### The records:
//! Derived views over fetched TfL data.
//!
//! Everything here is a pure function of its inputs and is re-evaluated
//! on every request:
//! - `disruption`: joins stations against line statuses
//! - `filter`: line and bus route selection
//! - `summary`: network KPIs and chart aggregates
//! - `journey`: per-mode time totals for journey options

mod disruption;
mod filter;
mod journey;
mod summary;

pub use disruption::{
    StationDisruption, StatusIndex, disrupted_lines, station_disruptions,
    worst_status_for_station,
};
pub use filter::{
    AlertLevel, LineAlert, disruption_alerts, filter_lines, line_options, search_bus_routes,
    selected_line_alerts, sorted_bus_table, status_options,
};
pub use journey::{ModeTotals, mode_aggregate};
pub use summary::{
    ModeDisruption, NetworkSummary, StatusCount, TUBE_LINES, disruption_by_mode, is_tube_line,
    network_summary, status_counts,
};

### What the task requires:
Word for word, restate every record in the listing.

### Solution for this problem:
//! Derived views over fetched TfL data.
//!
//! Everything here is a pure function of its inputs and is re-evaluated
//! on every request:
//! - `disruption`: joins stations against line statuses
//! - `filter`: line and bus route selection
//! - `summary`: network KPIs and chart aggregates
//! - `journey`: per-mode time totals for journey options

mod disruption;
mod filter;
mod journey;
mod summary;

pub use disruption::{
    StationDisruption, StatusIndex, disrupted_lines, station_disruptions,
    worst_status_for_station,
};
pub use filter::{
    AlertLevel, LineAlert, disruption_alerts, filter_lines, line_options, search_bus_routes,
    selected_line_alerts, sorted_bus_table, status_options,
};
pub use journey::{ModeTotals, mode_aggregate};
pub use summary::{
    ModeDisruption, NetworkSummary, StatusCount, TUBE_LINES, disruption_by_mode, is_tube_line,
    network_summary, status_counts,
};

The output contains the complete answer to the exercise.